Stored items
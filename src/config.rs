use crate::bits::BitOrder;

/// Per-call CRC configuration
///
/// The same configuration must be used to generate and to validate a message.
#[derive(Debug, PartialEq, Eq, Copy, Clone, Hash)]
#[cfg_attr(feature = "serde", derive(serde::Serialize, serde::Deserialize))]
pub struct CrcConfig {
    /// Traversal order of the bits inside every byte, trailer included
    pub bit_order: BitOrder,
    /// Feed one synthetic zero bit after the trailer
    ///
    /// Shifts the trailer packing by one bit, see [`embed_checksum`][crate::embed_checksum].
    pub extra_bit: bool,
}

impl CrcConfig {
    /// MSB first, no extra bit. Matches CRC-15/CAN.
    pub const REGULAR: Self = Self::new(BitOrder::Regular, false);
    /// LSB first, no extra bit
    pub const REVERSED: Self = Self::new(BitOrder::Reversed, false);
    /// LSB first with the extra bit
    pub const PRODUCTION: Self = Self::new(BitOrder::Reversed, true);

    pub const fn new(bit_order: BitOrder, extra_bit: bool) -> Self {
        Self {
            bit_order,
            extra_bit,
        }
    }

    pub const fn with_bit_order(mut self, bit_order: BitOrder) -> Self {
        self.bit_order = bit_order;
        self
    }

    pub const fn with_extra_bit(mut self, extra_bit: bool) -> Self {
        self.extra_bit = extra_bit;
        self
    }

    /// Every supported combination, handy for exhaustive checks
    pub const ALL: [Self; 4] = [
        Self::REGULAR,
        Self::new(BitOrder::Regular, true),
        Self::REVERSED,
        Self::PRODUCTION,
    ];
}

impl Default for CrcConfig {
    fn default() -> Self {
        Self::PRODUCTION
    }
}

--

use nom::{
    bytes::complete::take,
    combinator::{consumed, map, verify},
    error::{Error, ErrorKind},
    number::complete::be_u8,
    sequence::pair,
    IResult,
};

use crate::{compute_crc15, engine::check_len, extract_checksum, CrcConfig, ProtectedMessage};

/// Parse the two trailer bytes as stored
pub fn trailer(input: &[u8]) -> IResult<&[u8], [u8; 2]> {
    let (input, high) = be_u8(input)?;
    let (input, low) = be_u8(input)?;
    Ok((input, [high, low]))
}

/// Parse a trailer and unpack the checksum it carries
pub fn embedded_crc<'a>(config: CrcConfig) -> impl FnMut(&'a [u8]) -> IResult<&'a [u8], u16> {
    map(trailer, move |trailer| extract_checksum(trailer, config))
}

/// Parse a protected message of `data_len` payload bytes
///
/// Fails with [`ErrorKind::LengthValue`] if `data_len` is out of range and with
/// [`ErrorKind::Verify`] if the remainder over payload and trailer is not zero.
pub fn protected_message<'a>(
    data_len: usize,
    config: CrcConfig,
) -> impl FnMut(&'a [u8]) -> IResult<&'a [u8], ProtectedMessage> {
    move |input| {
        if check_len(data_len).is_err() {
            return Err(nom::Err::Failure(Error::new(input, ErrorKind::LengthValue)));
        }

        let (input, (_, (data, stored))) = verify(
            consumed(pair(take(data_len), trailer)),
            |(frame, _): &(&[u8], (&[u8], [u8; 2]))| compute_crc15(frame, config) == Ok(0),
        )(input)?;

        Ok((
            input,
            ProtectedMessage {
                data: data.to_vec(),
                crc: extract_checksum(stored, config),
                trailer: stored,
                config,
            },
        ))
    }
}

...

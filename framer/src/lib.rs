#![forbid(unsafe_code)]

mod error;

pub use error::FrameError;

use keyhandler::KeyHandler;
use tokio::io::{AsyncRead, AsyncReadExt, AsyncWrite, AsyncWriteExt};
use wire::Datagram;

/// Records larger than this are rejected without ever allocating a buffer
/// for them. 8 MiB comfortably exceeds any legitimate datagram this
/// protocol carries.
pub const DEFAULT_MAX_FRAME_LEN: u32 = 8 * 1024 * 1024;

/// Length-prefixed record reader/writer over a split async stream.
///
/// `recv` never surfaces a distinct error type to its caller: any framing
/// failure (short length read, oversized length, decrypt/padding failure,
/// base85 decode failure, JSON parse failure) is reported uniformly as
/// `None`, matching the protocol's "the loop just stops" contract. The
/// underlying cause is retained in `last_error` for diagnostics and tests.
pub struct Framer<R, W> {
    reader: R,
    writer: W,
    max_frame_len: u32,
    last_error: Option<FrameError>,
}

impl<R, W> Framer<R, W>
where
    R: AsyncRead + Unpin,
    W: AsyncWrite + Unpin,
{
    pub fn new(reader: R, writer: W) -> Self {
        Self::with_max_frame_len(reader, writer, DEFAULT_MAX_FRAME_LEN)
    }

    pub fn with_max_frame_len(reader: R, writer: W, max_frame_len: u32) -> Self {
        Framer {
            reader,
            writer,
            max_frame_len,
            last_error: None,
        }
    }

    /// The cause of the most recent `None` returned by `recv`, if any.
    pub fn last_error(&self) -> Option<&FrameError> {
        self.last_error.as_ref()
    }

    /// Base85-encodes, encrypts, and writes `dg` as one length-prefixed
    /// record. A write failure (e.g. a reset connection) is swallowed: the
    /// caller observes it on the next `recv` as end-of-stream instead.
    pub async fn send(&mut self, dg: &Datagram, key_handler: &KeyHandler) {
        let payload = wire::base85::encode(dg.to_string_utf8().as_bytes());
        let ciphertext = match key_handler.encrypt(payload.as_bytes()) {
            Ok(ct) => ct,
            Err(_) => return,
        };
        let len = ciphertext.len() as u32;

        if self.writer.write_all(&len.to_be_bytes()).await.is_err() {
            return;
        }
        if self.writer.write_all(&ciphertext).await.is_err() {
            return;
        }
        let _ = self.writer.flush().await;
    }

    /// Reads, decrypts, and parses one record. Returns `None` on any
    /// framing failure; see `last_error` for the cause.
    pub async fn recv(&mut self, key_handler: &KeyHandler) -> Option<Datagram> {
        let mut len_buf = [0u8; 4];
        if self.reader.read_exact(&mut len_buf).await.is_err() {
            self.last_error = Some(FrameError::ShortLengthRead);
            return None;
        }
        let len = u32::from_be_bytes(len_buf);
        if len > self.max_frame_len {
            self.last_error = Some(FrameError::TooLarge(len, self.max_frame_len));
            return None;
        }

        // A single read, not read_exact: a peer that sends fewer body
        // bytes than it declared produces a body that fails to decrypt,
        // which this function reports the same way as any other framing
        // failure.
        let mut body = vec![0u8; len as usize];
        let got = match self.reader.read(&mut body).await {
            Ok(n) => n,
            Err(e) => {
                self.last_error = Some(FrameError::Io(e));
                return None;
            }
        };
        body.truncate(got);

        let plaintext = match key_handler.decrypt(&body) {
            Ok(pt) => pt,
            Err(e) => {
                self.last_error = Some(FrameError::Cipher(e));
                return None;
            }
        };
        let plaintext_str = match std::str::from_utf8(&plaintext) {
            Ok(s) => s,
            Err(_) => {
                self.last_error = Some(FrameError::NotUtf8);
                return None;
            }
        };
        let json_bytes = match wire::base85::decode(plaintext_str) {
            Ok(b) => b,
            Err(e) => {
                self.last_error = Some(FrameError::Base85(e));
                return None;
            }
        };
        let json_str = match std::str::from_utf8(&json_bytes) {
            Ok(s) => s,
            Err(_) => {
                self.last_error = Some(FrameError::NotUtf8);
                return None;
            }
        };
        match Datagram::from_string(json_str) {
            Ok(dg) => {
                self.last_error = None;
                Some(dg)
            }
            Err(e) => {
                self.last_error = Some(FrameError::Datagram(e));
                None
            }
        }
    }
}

### Goal of the exercise
Copy out every line of the records that the string "KeyHandler" appears in.

### Problem solution
use keyhandler::KeyHandler;
    pub async fn send(&mut self, dg: &Datagram, key_handler: &KeyHandler) {
    pub async fn recv(&mut self, key_handler: &KeyHandler) -> Option<Datagram> {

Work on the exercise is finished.